The room was long and wide. Several tables with attached benches stretched the length of the room, while propaganda posters, workplace safety announcements and menus lined the walls. At the far end of the canteen was a small worktop with a sink, some cupboards, a couple of vending machines, and a fridge-freezer.
"Sit wherever you like," Tara told them. "The rest of our personnel are all busy at the moment, and Becky, I mean, President Shoichet will probably redirect them all elsewhere for dinner, so feel free to relax."
"Right." Luna highly doubted that any of them were going to relax, but she dutifully took a seat in the middle of one of the benches. Trixie and Sonata settled in on either side of her.
Tara closed the door and turned to face the trio. It was clear by her expression that she was as out of her element as everyone else in the room. "So, um… oh, food! Uh, do you want any food? Or drinks?"
"What have you got?" Sonata asked instantly.
"How can you be hungry?!" Trixie snapped.
Sonata rolled her eyes. "Because I haven't eaten lunch yet. Duh."
"Food would be a good idea," Luna cut in, stopping the argument before it could start. "Bad times always feel worse on an empty stomach."

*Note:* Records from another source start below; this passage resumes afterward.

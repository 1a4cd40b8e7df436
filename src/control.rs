//! Control channel of the process that owns a storage root
//!
//! The mailbox database can be open in one process at a time, so a supervising
//! `agent-mesh start` would otherwise lock every other invocation out. The
//! owner serves a Unix socket under the storage root instead; other processes
//! that find the storage locked send it the same requests they would have run
//! locally.
//!
//! Frames are a 4-byte little-endian length followed by a JSON body of at
//! most 1MB. Every request gets exactly one [`ControlResponse`].

use crate::mailbox::{MessageDraft, MessageType, SYSTEM_SENDER};
use crate::registry::{Agent, AgentStatus};
use crate::scheduler::{AgentConfig, ExecuteOptions, TaskOutcome, TaskPriority};
use crate::MeshRuntime;
use anyhow::{anyhow, bail, Context};
use serde::{Deserialize, Serialize};
use serde_json::{json, Value};
use std::io;
use std::path::{Path, PathBuf};
use tokio::io::{AsyncRead, AsyncReadExt, AsyncWrite, AsyncWriteExt};

pub const MAX_FRAME_LEN: usize = 1024 * 1024;

#[derive(Debug, Clone, PartialEq, Serialize, Deserialize)]
#[serde(tag = "action", rename_all = "snake_case")]
pub enum ControlRequest {
    ListAgents {
        status: Option<AgentStatus>,
    },
    RegisterAgent {
        agent: Agent,
    },
    SetStatus {
        id: String,
        status: AgentStatus,
    },
    SendMessage {
        from: String,
        to: String,
        message_type: MessageType,
        subject: String,
        #[serde(default)]
        content: Value,
    },
    Inbox {
        agent: String,
        #[serde(default)]
        unread: bool,
    },
    MarkRead {
        agent: String,
        message_id: String,
    },
    Reply {
        message_id: String,
        from: String,
        content: Value,
        message_type: Option<MessageType>,
    },
    /// `path` is resolved by the caller; the owner may run elsewhere
    ShareFile {
        from: String,
        to: String,
        path: PathBuf,
        #[serde(default)]
        description: String,
    },
    CreateTask {
        creator: Option<String>,
        assignees: Vec<String>,
        name: String,
        #[serde(default)]
        description: String,
        #[serde(default)]
        data: Value,
    },
    UpdateTask {
        task_id: String,
        agent: String,
        status: String,
        #[serde(default)]
        message: String,
    },
    ShowTask {
        task_id: String,
    },
    StartAgent {
        id: String,
    },
    StopAgent {
        id: String,
    },
    RestartAgent {
        id: String,
    },
    RunTask {
        agent: String,
        description: String,
        #[serde(default)]
        priority: TaskPriority,
    },
}

#[derive(Debug, Clone, Serialize, Deserialize)]
pub struct ControlResponse {
    pub action: String,
    pub success: bool,
    #[serde(default)]
    pub data: Value,
    #[serde(default, skip_serializing_if = "Option::is_none")]
    pub error: Option<String>,
}

impl ControlResponse {
    fn from_result(action: String, result: anyhow::Result<Value>) -> Self {
        match result {
            Ok(data) => Self {
                action,
                success: true,
                data,
                error: None,
            },
            Err(e) => Self {
                action,
                success: false,
                data: Value::Null,
                error: Some(format!("{:#}", e)),
            },
        }
    }
}

/// Socket served by the process that holds `root`
pub fn socket_path(root: &Path) -> PathBuf {
    root.join("run").join("control.sock")
}

// ============================================================================
// Execution
// ============================================================================

/// Run one request against a runtime. `RunTask` needs the worker pool to be
/// started.
pub async fn execute(runtime: &MeshRuntime, request: ControlRequest) -> anyhow::Result<Value> {
    let mailbox = runtime.mailbox();
    let supervisor = runtime.supervisor();

    let data = match request {
        ControlRequest::ListAgents { status } => {
            let agents = match status {
                Some(status) => runtime.registry().by_status(status)?,
                None => runtime.registry().list()?,
            };
            serde_json::to_value(agents)?
        }

        ControlRequest::RegisterAgent { agent } => {
            mailbox.register_agent(&agent)?;
            serde_json::to_value(agent)?
        }

        ControlRequest::SetStatus { id, status } => {
            serde_json::to_value(mailbox.update_agent_status(&id, status)?)?
        }

        ControlRequest::SendMessage {
            from,
            to,
            message_type,
            subject,
            content,
        } => {
            let draft = MessageDraft::new(from, to, message_type, subject).with_content(content);
            json!({ "id": mailbox.send_message(draft)? })
        }

        ControlRequest::Inbox { agent, unread } => {
            let messages = if unread {
                mailbox.get_unread_messages_for_agent(&agent)?
            } else {
                mailbox.get_messages_for_agent(&agent)?
            };
            serde_json::to_value(messages)?
        }

        ControlRequest::MarkRead { agent, message_id } => {
            json!({ "newlyRead": mailbox.mark_message_as_read(&message_id, &agent)? })
        }

        ControlRequest::Reply {
            message_id,
            from,
            content,
            message_type,
        } => {
            let id = mailbox.reply_to_message(&message_id, &from, content, message_type)?;
            json!({ "id": id })
        }

        ControlRequest::ShareFile {
            from,
            to,
            path,
            description,
        } => {
            let shared = mailbox.share_file(&from, &to, &path, &description).await?;
            json!({ "messageId": shared.message_id, "path": shared.path })
        }

        ControlRequest::CreateTask {
            creator,
            assignees,
            name,
            description,
            data,
        } => {
            let id = match creator {
                Some(creator) => supervisor.create_collaborative_task(
                    &creator,
                    &assignees,
                    &name,
                    &description,
                    data,
                )?,
                None if assignees.len() == 1 => {
                    supervisor.create_task(&assignees[0], &name, &description, data)?
                }
                None => mailbox.create_shared_task(
                    SYSTEM_SENDER,
                    &assignees,
                    &name,
                    &description,
                    data,
                )?,
            };
            json!({ "id": id })
        }

        ControlRequest::UpdateTask {
            task_id,
            agent,
            status,
            message,
        } => {
            let notified = mailbox.update_task_status(&agent, &task_id, &status, &message)?;
            json!({ "taskId": task_id, "notified": notified })
        }

        ControlRequest::ShowTask { task_id } => {
            let view = mailbox
                .get_shared_task(&task_id)?
                .ok_or_else(|| anyhow!("shared task {} not found", task_id))?;
            serde_json::to_value(view)?
        }

        ControlRequest::StartAgent { id } => {
            supervisor.start_agent(&id).await?;
            json!({ "id": id, "pid": supervisor.pid(&id) })
        }

        ControlRequest::StopAgent { id } => {
            let stopped = supervisor.stop_agent(&id).await?;
            json!({ "id": id, "stopped": stopped })
        }

        ControlRequest::RestartAgent { id } => {
            supervisor.restart_agent(&id).await?;
            json!({ "id": id, "pid": supervisor.pid(&id) })
        }

        ControlRequest::RunTask {
            agent,
            description,
            priority,
        } => {
            let scheduler = runtime.scheduler();
            if scheduler.get_agent(&agent).is_none() {
                scheduler.create_agent(AgentConfig::new(&agent)).await?;
            }
            let outcome = scheduler
                .execute_task(&agent, &description, ExecuteOptions::default().priority(priority))
                .await?;
            match outcome {
                TaskOutcome::Completed(result) => json!({ "status": "completed", "result": result }),
                TaskOutcome::Queued(id) => json!({ "status": "queued", "id": id }),
            }
        }
    };
    Ok(data)
}

// ============================================================================
// Framing
// ============================================================================

pub async fn write_frame<W: AsyncWrite + Unpin>(stream: &mut W, body: &[u8]) -> io::Result<()> {
    if body.is_empty() || body.len() > MAX_FRAME_LEN {
        return Err(io::Error::new(
            io::ErrorKind::InvalidInput,
            format!("frame of {} bytes is out of range", body.len()),
        ));
    }
    let len = (body.len() as u32).to_le_bytes();
    stream.write_all(&len).await?;
    stream.write_all(body).await?;
    stream.flush().await
}

/// `None` when the peer closed the connection between frames
pub async fn read_frame<R: AsyncRead + Unpin>(stream: &mut R) -> io::Result<Option<Vec<u8>>> {
    let mut len_buf = [0u8; 4];
    match stream.read_exact(&mut len_buf).await {
        Ok(_) => {}
        Err(e) if e.kind() == io::ErrorKind::UnexpectedEof => return Ok(None),
        Err(e) => return Err(e),
    }

    let len = u32::from_le_bytes(len_buf) as usize;
    if len == 0 || len > MAX_FRAME_LEN {
        return Err(io::Error::new(
            io::ErrorKind::InvalidData,
            format!("invalid frame length: {}", len),
        ));
    }

    let mut body = vec![0u8; len];
    stream.read_exact(&mut body).await?;
    Ok(Some(body))
}

/// Parse and run one frame. Malformed requests get a failed response rather
/// than closing the connection.
async fn handle_frame(runtime: &MeshRuntime, body: &[u8]) -> ControlResponse {
    let raw: Value = match serde_json::from_slice(body) {
        Ok(raw) => raw,
        Err(e) => {
            return ControlResponse::from_result("unknown".to_string(), Err(e.into()));
        }
    };
    let action = raw
        .get("action")
        .and_then(Value::as_str)
        .unwrap_or("unknown")
        .to_string();

    let result = match serde_json::from_value::<ControlRequest>(raw) {
        Ok(request) => {
            tracing::debug!("Control request: {}", action);
            execute(runtime, request).await
        }
        Err(e) => Err(anyhow!("invalid request: {}", e)),
    };
    if let Err(e) = &result {
        tracing::warn!("Control request {} failed: {:#}", action, e);
    }
    ControlResponse::from_result(action, result)
}

// ============================================================================
// Server and client
// ============================================================================

#[cfg(unix)]
pub use server::{serve, ControlServer};

#[cfg(unix)]
mod server {
    use super::*;
    use std::sync::Arc;
    use tokio::net::{UnixListener, UnixStream};
    use tokio::task::JoinHandle;
    use tokio_util::sync::CancellationToken;

    pub struct ControlServer {
        path: PathBuf,
        shutdown: CancellationToken,
        accept: JoinHandle<()>,
    }

    impl ControlServer {
        pub fn path(&self) -> &Path {
            &self.path
        }

        /// Stop accepting connections and remove the socket file
        pub async fn stop(self) {
            self.shutdown.cancel();
            if let Err(e) = self.accept.await {
                tracing::error!("Control listener ended abnormally: {}", e);
            }
            if let Err(e) = std::fs::remove_file(&self.path) {
                if e.kind() != io::ErrorKind::NotFound {
                    tracing::warn!("Failed to remove {}: {}", self.path.display(), e);
                }
            }
            tracing::info!("Control channel closed");
        }
    }

    /// Serve `runtime` on the socket under its storage root. The caller holds
    /// the storage lock, so a socket file left there is stale.
    pub fn serve(runtime: Arc<MeshRuntime>) -> io::Result<ControlServer> {
        let path = socket_path(runtime.mailbox().root());
        if let Some(parent) = path.parent() {
            std::fs::create_dir_all(parent)?;
        }
        match std::fs::remove_file(&path) {
            Ok(()) => tracing::debug!("Removed stale socket {}", path.display()),
            Err(e) if e.kind() == io::ErrorKind::NotFound => {}
            Err(e) => return Err(e),
        }

        let listener = UnixListener::bind(&path)?;
        tracing::info!("Control channel listening on {}", path.display());

        let shutdown = CancellationToken::new();
        let accept = tokio::spawn(accept_loop(listener, runtime, shutdown.clone()));
        Ok(ControlServer {
            path,
            shutdown,
            accept,
        })
    }

    async fn accept_loop(listener: UnixListener, runtime: Arc<MeshRuntime>, shutdown: CancellationToken) {
        loop {
            tokio::select! {
                _ = shutdown.cancelled() => break,
                accepted = listener.accept() => match accepted {
                    Ok((stream, _)) => {
                        tokio::spawn(handle_connection(stream, Arc::clone(&runtime)));
                    }
                    Err(e) => {
                        tracing::warn!("Control accept failed: {}", e);
                    }
                },
            }
        }
    }

    async fn handle_connection(mut stream: UnixStream, runtime: Arc<MeshRuntime>) {
        loop {
            let body = match read_frame(&mut stream).await {
                Ok(Some(body)) => body,
                Ok(None) => break,
                Err(e) => {
                    tracing::warn!("Dropping control connection: {}", e);
                    break;
                }
            };

            let response = handle_frame(&runtime, &body).await;
            let json = match serde_json::to_vec(&response) {
                Ok(json) => json,
                Err(e) => {
                    tracing::error!("Failed to encode control response: {}", e);
                    break;
                }
            };
            if let Err(e) = write_frame(&mut stream, &json).await {
                tracing::debug!("Control client went away: {}", e);
                break;
            }
        }
    }
}

/// Send one request to the process serving `root` and return its data
#[cfg(unix)]
pub async fn send(root: &Path, request: &ControlRequest) -> anyhow::Result<Value> {
    let path = socket_path(root);
    let mut stream = tokio::net::UnixStream::connect(&path)
        .await
        .with_context(|| format!("no control channel at {}", path.display()))?;

    write_frame(&mut stream, &serde_json::to_vec(request)?).await?;
    let body = read_frame(&mut stream)
        .await?
        .ok_or_else(|| anyhow!("control channel closed before responding"))?;

    let response: ControlResponse = serde_json::from_slice(&body)?;
    if !response.success {
        bail!(response
            .error
            .unwrap_or_else(|| format!("{} failed", response.action)));
    }
    Ok(response.data)
}

#[cfg(not(unix))]
pub async fn send(root: &Path, _request: &ControlRequest) -> anyhow::Result<Value> {
    bail!(
        "storage {} is in use and control connections need Unix sockets",
        root.display()
    )
}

"That's true." Tara strode towards the refrigerator. "I'm afraid we don't have anything hot, just cereal and, um… oh, that's about it." She frowned at the almost-empty fridge. "That's right, we didn't bring the supplies down today because we were too busy setting up the portal experiment. Cereal it is!" Tara fetched a few boxes of various cereals and several bottles of milk and water, plonking them on the table and settling herself opposite the trio. "Help yourselves, and I'll try and explain everything that's happened. Um, if I can figure out where to begin."
Luna raised an eyebrow as Sonata immediately poured three different types of cereal into a bowl with milk. In an effort to put Trixie at ease, Luna reached for a box that looked like it might be healthier than the others, only to baulk as a surreptitious glance at the ingredients revealed that it had a sugar content roughly equivalent to that of cotton candy. She tried not to grimace as she filled a bowl anyway. "Proper introductions might be a good place to start."
Tara chuckled awkwardly. "Good point." She cleared her throat and straightened her shoulders. "I'm Doctor Strong, head scientist of the Enclave, but you can just call me Tara. I'm assuming that the three of you are from Canterlot High School?"
"You guessed right," Luna replied. She felt a little relieved; the fact that this otherworldly scientist knew of CHS lent credence to their assertion that they knew the Rainbooms in some way. "My name is Luna, I'm the Vice-Principal of CHS, and these are Trixie Lulamoon and Sonata Dusk." Luna gestured to each girl in turn.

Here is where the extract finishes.